Aim of the exercise: Pick out the lines below with "format" and list them.

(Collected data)
------------
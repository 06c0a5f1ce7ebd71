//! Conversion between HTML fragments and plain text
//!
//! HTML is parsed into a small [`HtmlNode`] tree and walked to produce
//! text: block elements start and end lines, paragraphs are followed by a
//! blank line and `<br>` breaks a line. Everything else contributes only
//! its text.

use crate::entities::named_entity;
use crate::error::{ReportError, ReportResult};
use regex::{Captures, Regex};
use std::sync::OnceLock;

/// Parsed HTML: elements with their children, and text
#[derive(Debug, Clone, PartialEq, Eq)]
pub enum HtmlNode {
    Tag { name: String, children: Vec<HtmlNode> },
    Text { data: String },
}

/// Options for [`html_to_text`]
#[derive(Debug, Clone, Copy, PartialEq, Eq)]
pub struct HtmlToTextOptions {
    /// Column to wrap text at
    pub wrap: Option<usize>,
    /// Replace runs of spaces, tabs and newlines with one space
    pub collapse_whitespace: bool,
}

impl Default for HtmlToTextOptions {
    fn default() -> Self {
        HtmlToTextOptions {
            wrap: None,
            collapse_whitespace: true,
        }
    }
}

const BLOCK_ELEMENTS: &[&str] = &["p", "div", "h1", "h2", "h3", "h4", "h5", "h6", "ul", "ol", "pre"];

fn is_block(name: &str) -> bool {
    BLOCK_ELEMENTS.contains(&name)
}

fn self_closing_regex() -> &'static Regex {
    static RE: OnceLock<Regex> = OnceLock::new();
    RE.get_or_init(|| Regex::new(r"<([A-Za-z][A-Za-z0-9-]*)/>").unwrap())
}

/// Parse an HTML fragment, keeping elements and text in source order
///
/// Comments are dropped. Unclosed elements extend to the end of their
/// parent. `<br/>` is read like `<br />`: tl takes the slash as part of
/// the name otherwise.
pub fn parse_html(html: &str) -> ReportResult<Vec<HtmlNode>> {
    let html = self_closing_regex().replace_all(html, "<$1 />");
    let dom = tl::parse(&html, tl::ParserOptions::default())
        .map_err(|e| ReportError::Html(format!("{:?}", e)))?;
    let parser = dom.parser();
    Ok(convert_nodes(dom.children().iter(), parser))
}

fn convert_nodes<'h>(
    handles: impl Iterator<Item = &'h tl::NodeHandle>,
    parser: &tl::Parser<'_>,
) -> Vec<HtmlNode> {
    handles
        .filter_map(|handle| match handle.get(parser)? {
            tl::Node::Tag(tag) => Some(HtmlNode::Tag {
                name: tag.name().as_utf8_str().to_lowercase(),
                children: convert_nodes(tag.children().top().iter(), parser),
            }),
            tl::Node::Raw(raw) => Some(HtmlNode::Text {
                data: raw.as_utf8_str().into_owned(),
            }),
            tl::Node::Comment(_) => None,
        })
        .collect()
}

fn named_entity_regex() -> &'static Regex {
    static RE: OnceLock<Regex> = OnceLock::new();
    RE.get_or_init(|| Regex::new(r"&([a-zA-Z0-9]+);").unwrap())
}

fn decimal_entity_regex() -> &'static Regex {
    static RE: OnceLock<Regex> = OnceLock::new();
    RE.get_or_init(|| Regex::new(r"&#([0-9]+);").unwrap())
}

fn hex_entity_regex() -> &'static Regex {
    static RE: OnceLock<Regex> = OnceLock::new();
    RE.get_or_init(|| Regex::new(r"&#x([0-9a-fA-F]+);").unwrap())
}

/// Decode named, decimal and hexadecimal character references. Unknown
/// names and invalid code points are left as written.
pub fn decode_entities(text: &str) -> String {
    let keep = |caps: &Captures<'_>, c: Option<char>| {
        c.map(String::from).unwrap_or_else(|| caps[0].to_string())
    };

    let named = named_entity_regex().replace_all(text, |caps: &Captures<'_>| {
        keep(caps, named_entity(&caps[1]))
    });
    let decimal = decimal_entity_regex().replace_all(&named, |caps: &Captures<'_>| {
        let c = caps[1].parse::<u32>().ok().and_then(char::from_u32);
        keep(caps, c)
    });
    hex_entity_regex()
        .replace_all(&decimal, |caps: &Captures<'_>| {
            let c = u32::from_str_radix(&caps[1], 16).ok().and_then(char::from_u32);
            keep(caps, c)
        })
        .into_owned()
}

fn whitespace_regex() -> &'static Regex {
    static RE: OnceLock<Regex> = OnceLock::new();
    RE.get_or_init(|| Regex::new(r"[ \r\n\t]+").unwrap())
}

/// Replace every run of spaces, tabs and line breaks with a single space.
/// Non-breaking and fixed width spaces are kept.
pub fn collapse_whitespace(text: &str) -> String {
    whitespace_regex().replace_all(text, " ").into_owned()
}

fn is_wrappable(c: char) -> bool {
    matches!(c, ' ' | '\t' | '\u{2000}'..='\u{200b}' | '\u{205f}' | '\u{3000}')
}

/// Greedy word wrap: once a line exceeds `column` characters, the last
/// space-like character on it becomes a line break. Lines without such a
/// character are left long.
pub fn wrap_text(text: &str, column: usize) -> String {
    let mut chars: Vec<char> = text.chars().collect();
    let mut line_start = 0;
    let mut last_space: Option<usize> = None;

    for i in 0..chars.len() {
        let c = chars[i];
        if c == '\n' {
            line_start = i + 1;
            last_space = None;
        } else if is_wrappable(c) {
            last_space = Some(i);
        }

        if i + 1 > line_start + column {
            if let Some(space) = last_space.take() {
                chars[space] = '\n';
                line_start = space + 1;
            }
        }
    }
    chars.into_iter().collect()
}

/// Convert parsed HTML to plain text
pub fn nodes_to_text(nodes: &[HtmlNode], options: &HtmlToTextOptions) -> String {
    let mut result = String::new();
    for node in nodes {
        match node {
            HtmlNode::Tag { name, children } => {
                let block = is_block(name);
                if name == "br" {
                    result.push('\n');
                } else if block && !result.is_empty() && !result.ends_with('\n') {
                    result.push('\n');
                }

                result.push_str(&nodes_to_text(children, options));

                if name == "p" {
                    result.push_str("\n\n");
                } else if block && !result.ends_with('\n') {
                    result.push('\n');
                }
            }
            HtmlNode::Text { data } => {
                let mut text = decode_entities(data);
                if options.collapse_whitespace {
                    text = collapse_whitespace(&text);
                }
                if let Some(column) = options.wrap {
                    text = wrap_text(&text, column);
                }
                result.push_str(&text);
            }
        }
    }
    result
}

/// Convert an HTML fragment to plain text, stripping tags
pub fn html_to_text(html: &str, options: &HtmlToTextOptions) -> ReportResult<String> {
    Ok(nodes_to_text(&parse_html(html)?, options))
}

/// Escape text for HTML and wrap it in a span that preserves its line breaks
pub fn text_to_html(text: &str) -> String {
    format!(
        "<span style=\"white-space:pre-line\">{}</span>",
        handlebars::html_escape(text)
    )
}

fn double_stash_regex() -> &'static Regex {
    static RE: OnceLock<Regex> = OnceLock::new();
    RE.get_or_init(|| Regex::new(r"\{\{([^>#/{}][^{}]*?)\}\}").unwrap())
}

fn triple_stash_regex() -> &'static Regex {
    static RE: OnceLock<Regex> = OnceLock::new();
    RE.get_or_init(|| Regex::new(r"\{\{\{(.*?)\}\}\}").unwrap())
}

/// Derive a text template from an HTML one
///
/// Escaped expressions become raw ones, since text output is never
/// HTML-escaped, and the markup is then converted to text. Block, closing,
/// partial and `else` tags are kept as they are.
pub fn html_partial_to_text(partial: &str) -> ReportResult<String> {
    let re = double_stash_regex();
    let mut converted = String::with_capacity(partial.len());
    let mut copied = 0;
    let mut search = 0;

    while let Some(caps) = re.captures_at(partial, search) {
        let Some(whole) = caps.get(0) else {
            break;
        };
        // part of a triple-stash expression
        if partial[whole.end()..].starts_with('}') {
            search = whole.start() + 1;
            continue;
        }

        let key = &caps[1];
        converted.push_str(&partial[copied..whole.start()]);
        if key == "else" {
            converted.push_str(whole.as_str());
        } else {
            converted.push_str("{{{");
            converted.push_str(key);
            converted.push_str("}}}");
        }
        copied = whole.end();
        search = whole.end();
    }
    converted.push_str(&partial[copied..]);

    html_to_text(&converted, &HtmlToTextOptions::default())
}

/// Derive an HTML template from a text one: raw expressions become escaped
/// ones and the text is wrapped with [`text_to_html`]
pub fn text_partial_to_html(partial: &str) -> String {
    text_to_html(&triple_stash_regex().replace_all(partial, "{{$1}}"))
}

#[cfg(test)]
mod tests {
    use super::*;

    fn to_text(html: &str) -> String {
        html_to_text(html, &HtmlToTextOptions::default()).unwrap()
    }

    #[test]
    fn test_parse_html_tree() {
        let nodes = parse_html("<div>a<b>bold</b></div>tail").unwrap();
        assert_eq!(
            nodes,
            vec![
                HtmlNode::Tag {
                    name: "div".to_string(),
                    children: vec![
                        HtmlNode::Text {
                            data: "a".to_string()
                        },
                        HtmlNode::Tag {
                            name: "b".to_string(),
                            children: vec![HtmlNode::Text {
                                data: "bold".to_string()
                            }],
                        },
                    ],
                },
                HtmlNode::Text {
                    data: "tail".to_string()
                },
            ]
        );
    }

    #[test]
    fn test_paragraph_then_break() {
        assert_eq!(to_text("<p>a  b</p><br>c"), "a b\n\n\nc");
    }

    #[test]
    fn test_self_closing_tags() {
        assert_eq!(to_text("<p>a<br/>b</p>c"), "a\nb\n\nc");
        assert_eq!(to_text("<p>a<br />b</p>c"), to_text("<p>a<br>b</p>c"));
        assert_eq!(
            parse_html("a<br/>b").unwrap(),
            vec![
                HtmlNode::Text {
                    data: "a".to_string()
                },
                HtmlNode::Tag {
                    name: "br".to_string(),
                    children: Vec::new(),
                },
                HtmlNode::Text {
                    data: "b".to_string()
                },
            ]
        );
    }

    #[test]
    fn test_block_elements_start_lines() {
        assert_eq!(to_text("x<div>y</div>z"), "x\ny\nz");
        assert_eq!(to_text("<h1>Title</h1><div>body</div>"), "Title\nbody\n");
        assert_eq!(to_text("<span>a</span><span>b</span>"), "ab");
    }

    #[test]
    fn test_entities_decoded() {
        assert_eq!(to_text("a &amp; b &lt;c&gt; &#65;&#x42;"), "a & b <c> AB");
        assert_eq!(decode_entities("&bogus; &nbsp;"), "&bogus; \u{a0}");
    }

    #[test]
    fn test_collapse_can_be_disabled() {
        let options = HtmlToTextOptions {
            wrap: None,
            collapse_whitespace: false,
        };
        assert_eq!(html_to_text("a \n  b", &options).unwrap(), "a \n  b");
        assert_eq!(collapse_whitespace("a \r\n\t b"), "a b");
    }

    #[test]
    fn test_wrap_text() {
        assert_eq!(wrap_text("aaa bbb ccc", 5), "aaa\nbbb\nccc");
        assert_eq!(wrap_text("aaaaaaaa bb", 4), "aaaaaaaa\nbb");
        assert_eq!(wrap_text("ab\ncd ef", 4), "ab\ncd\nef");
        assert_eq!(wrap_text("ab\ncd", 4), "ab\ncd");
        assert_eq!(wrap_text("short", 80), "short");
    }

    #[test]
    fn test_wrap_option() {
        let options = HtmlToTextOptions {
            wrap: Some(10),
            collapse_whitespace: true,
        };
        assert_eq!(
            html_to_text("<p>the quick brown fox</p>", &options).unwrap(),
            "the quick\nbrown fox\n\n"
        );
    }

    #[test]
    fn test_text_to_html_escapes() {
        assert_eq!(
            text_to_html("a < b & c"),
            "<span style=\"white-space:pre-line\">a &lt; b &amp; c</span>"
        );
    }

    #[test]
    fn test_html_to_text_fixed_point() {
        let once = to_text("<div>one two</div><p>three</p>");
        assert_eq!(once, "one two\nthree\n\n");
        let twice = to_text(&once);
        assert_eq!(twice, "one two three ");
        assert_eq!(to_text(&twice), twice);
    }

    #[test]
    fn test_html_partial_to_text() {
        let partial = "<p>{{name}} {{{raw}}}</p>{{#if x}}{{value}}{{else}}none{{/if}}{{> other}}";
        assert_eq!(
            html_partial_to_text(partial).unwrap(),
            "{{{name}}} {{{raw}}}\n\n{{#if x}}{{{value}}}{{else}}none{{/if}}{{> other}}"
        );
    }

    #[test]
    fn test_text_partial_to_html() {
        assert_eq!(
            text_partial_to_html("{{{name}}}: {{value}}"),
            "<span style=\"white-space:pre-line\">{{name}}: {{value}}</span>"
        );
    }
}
------------
Solution to this task:
        .map_err(|e| ReportError::Html(format!("{:?}", e)))?;
    format!(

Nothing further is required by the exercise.